The Heidelberg Retina Tomograph (HRT II, Heidelberg Engineering, Heidelberg, Germany) is a confocal scanning laser ophthalmoscope for quantitative analysis of the optic nerve head topography with high optical resolution. The three‐dimensional topographic measurements are based on the superficial reflection of a diode laser (675 nm). After confocal detection of the reflected light, a topographic map of the optic disc is calculated. The observer defines the border of the optic nerve head (Elschnig scleral ring) with a contour line. A standard reference plane based on the contour line divides the cup from the rim of the optic nerve head. The standard reference plane is based on the assumption of a nerve fibre layer thickness of 50 μm at the level of the papillomacular bundle (at 350–356°). The Heidelberg Retina Tomograph generates a topographic map of the optic disc and calculates stereometric parameters for quantitative optic disc analysis. The stereometric parameters rim area, rim volume, cup shape measure and retinal nerve fibre layer (RNFL) cross‐sectional area were used for analysis.

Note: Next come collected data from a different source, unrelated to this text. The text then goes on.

use super::state::Outcome;

#[derive(Debug, Clone)]
pub enum Event {
    Input(InputEvent),
    Tick,
    Network(NetworkEvent),
    Timer(TimerEvent),
}

#[derive(Debug, Clone)]
pub enum InputEvent {
    Key(crossterm::event::KeyEvent),
    Mouse(crossterm::event::MouseEvent),
    Resize,
}

#[derive(Debug, Clone)]
pub enum NetworkEvent {
    PaletteGenerated { request: u64, outcome: Outcome },
}

#[derive(Debug, Clone)]
pub enum TimerEvent {
    CopyExpired { card: usize, token: u64 },
}
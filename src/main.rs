mod app;
mod clipboard;
mod config;
mod contrast;
mod input;
mod palette;
mod tui;

use anyhow::Context;
use clap::{Parser, Subcommand};
use palette::{ColorEntry, GeminiClient, PaletteGenerator};
use std::io::IsTerminal;
use std::path::Path;
use std::sync::{Arc, Mutex};
use tracing_subscriber::EnvFilter;

#[derive(Debug, Parser)]
#[command(name = "tint", version, about = "Generate color palettes from a theme or mood")]
struct Cli {
    /// Override config file path.
    #[arg(long)]
    config: Option<std::path::PathBuf>,

    #[command(subcommand)]
    command: Option<Command>,
}

#[derive(Debug, Subcommand)]
enum Command {
    /// Run the interactive TUI (default).
    Tui,
    /// Generate a palette and print it to stdout (headless).
    Generate {
        /// Theme, mood, or idea, e.g. "Calm Beach Sunset".
        theme: String,
        /// Print the palette as JSON.
        #[arg(long)]
        json: bool,
    },
    /// List the example themes.
    Examples,
    /// Show or change the Gemini model.
    Model {
        #[command(subcommand)]
        cmd: ModelCommand,
    },
    /// Print the config file path.
    ConfigPath,
}

#[derive(Debug, Subcommand)]
enum ModelCommand {
    /// Print the configured model.
    Show,
    /// Use a different model, e.g. gemini-2.5-pro.
    Set { model: String },
    /// Go back to the default model.
    Reset,
}

#[tokio::main]
async fn main() -> anyhow::Result<()> {
    let cli = Cli::parse();
    let cfg = config::load(cli.config.as_deref()).context("load config")?;

    match cli.command.unwrap_or(Command::Tui) {
        Command::Tui => {
            init_logging(Some(&cfg.paths.data_dir.join("tint.log")))?;
            let generator = make_client(&cfg)?;
            let mut terminal = tui::TerminalGuard::enter(cfg.input.mouse).context("init terminal")?;
            let mut app = app::App::new(cfg, Arc::new(generator), Arc::new(clipboard::SystemClipboard));
            app.run(terminal.terminal_mut()).await?;
        }
        Command::Generate { theme, json } => {
            init_logging(None)?;
            if theme.trim().is_empty() {
                anyhow::bail!(app::state::EMPTY_THEME_MESSAGE);
            }
            let client = make_client(&cfg)?;
            let palette = client.generate(theme.trim()).await?;
            if json {
                println!("{}", serde_json::to_string_pretty(&palette)?);
            } else {
                print_palette(&palette);
            }
        }
        Command::Examples => {
            for (i, example) in app::state::EXAMPLE_THEMES.iter().enumerate() {
                println!("{}. {}", i + 1, example);
            }
        }
        Command::Model { cmd } => match cmd {
            ModelCommand::Show => println!("{}", cfg.api.model),
            ModelCommand::Set { model } => {
                let mut cfg = cfg;
                cfg.api.model = model;
                config::save(&cfg, cli.config.as_deref()).context("save config")?;
                println!("Model set to {}.", cfg.api.model);
            }
            ModelCommand::Reset => {
                let mut cfg = cfg;
                cfg.api.model = palette::gemini::DEFAULT_MODEL.to_string();
                config::save(&cfg, cli.config.as_deref()).context("save config")?;
                println!("Model reset to {}.", cfg.api.model);
            }
        },
        Command::ConfigPath => {
            let path = match cli.config {
                Some(p) => p,
                None => config::default_config_path()?,
            };
            println!("{}", path.display());
        }
    }

    Ok(())
}

/// Logs go to `log_file` when given (the TUI owns the terminal), stderr otherwise.
fn init_logging(log_file: Option<&Path>) -> anyhow::Result<()> {
    let filter = EnvFilter::try_from_default_env().unwrap_or_else(|_| EnvFilter::new("info"));
    let builder = tracing_subscriber::fmt()
        .with_env_filter(filter)
        .with_target(false)
        .with_level(true);

    match log_file {
        Some(path) => {
            if let Some(parent) = path.parent() {
                std::fs::create_dir_all(parent)
                    .with_context(|| format!("create dir {}", parent.display()))?;
            }
            let file = std::fs::OpenOptions::new()
                .create(true)
                .append(true)
                .open(path)
                .with_context(|| format!("open {}", path.display()))?;
            builder.with_ansi(false).with_writer(Mutex::new(file)).init();
        }
        None => builder.with_writer(std::io::stderr).init(),
    }
    Ok(())
}

fn make_client(cfg: &config::Config) -> anyhow::Result<GeminiClient> {
    let gemini = cfg.api.gemini_config(|var| std::env::var(var).ok())?;
    let client = GeminiClient::new(gemini)?;
    tracing::debug!(model = client.model(), "Gemini client ready");
    Ok(client)
}

fn print_palette(palette: &[ColorEntry]) {
    let styled = std::io::stdout().is_terminal();
    for (i, c) in palette.iter().enumerate() {
        println!("{}", palette_line(i, c, styled));
    }
}

fn palette_line(index: usize, color: &ColorEntry, styled: bool) -> String {
    let hex = if styled { styled_hex(&color.hex) } else { color.hex.clone() };
    format!("{:02}. {}  {} - {}", index + 1, hex, color.name, color.description)
}

fn styled_hex(hex: &str) -> String {
    use crossterm::style::{Color, Stylize};

    let Some([r, g, b]) = contrast::parse_hex(hex) else {
        return hex.to_string();
    };
    let fg = match contrast::foreground_for(hex) {
        contrast::Foreground::Dark => Color::Black,
        contrast::Foreground::Light => Color::White,
    };
    format!(" {hex} ").with(fg).on(Color::Rgb { r, g, b }).to_string()
}
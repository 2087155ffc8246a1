//! Error types for buffer pool operations
//!
//! Per the pool's propagation policy, errors are never returned from acquire
//! or release paths; this type exists for configuration validation and is
//! otherwise reported through the log sink.

use thiserror::Error;

/// Error type for buffer pool configuration and setup
#[derive(Debug, Error)]
pub enum BufferPoolError {
    /// Configuration validation failed
    #[error("Configuration error: {field} - {reason}")]
    Config { field: String, reason: String },
}

impl BufferPoolError {
    /// Create a configuration error for a specific field
    pub fn config_error(field: impl Into<String>, reason: impl Into<String>) -> Self {
        Self::Config {
            field: field.into(),
            reason: reason.into(),
        }
    }
}
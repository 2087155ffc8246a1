//! Common test utilities for integration tests

use std::sync::Once;

static INIT: Once = Once::new();

/// Initialize a debug-level tracing subscriber once per test binary so the
/// pool's warnings and monitor output are visible under `--nocapture`.
pub fn init_tracing() {
    INIT.call_once(|| {
        let _ = tracing_subscriber::fmt()
            .with_env_filter(
                tracing_subscriber::EnvFilter::try_from_default_env()
                    .unwrap_or_else(|_| "debug".into()),
            )
            .with_test_writer()
            .try_init();
    });
}

/// Test constants for consistent pool configuration across integration tests
pub mod test_constants {
    #[allow(dead_code)]
    pub const DEFAULT_POOL_COUNT: usize = 10;
    #[allow(dead_code)]
    pub const DEFAULT_BUFFER_SIZE: usize = 1000;
}
use tracing_subscriber::{layer::SubscriberExt, util::SubscriberInitExt, EnvFilter};
use yatube::{make_router, run_app, AppConfig};

fn init_tracing() {
    let filter = EnvFilter::try_from_default_env().unwrap_or_else(|_| EnvFilter::new("yatube=info"));
    tracing_subscriber::registry()
        .with(filter)
        .with(tracing_subscriber::fmt::layer().with_target(true))
        .init();
}

#[tokio::main]
async fn main() -> anyhow::Result<()> {
    dotenvy::dotenv().ok();
    init_tracing();

    let config = AppConfig::from_env()?;
    tracing::info!(
        addr = %config.server_addr,
        paginate_by = config.paginate_by,
        "starting yatube"
    );
    let router = make_router();
    if let Err(error) = run_app(router, config).await {
        tracing::error!(error = ?error, "server exited");
        return Err(error);
    }
    Ok(())
}
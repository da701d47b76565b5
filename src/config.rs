use std::{net::SocketAddr, time::Duration};

use ::config::{builder::DefaultState, Config, ConfigBuilder, Environment};
use anyhow::{Context, Result};
use serde::Deserialize;

const DEFAULT_PAGINATE_BY: i64 = 10;
const DEFAULT_INDEX_CACHE_SECONDS: u64 = 20;

fn default_server_addr() -> SocketAddr {
    SocketAddr::from(([127, 0, 0, 1], 3001))
}

fn default_paginate_by() -> i64 {
    DEFAULT_PAGINATE_BY
}

fn default_index_cache_seconds() -> u64 {
    DEFAULT_INDEX_CACHE_SECONDS
}

/// Settings as they are spelled in the environment.
#[derive(Debug, Deserialize)]
struct EnvConfig {
    database_url: String,
    jwt_secret: String,
    #[serde(default = "default_server_addr")]
    server_addr: SocketAddr,
    #[serde(default = "default_paginate_by")]
    paginate_by: i64,
    #[serde(default = "default_index_cache_seconds")]
    index_cache_seconds: u64,
}

#[derive(Debug, Clone)]
pub struct AppConfig {
    pub database_url: String,
    pub jwt_secret: String,
    pub server_addr: SocketAddr,
    /// Number of posts on every feed page.
    pub paginate_by: i64,
    /// Expiry of the home feed fragment cache. Zero disables it.
    pub index_cache_ttl: Duration,
}

impl AppConfig {
    /// Reads `DATABASE_URL`, `JWT_SECRET`, `SERVER_ADDR`, `PAGINATE_BY` and
    /// `INDEX_CACHE_SECONDS`. Call `dotenvy::dotenv()` first if a `.env` file
    /// should be honoured.
    pub fn from_env() -> Result<Self> {
        Self::load(Config::builder().add_source(Environment::default()))
    }

    fn load(builder: ConfigBuilder<DefaultState>) -> Result<Self> {
        let env: EnvConfig = builder
            .build()
            .context("Failed to read configuration")?
            .try_deserialize()
            .context("Invalid configuration")?;
        if env.paginate_by < 1 {
            anyhow::bail!("PAGINATE_BY must be at least 1, got {}", env.paginate_by);
        }

        Ok(Self {
            database_url: env.database_url,
            jwt_secret: env.jwt_secret,
            server_addr: env.server_addr,
            paginate_by: env.paginate_by,
            index_cache_ttl: Duration::from_secs(env.index_cache_seconds),
        })
    }

    pub fn new(database_url: impl Into<String>, jwt_secret: impl Into<String>) -> Self {
        Self {
            database_url: database_url.into(),
            jwt_secret: jwt_secret.into(),
            server_addr: default_server_addr(),
            paginate_by: DEFAULT_PAGINATE_BY,
            index_cache_ttl: Duration::from_secs(DEFAULT_INDEX_CACHE_SECONDS),
        }
    }
}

Correlations were tested using the Fisher's r to z test after Bonferroni's multiple comparison correction. A p value <0.001 was regarded as significant.

Results

Table 2 presents the flow velocities and resistive indices of the ophthalmic artery, the CRA, the PCA, and the maximum and minimum velocities of the central retinal vein.

Table 2 Flow velocities (peak systolic velocity and end‐diastolic velocity) and resistive indices of the ophthalmic artery, central retinal artery, posterior ciliary arteries and central retinal vein.

OA PSV (cm/s) 32.7 (12.8)
OA EDV (cm/s) 7.0 (2.9)
OA RI 0.75 (0.25)
CRA PSV (cm/s) 7.9 (2.1)
CRA EDV (cm/s) 2.3 (0.6)
CRA RI 0.70 (0.06)
PCA PSV (cm/s) 7.2 (1.5)
PCA EDV (cm/s) 2.5 (0.6)
PCA RI 0.65 (0.07)
Central retinal vein maximum velocity (cm/s) 3.6 (0.8)
Central retinal vein minimum velocity (cm/s) 2.4 (0.8)

CRA, central retinal artery; EDV, end‐diastolic velocity; OA, ophthalmic artery; PCA, posterior ciliary arteries; PSV, peak systolic velocity; RI, resistive indices.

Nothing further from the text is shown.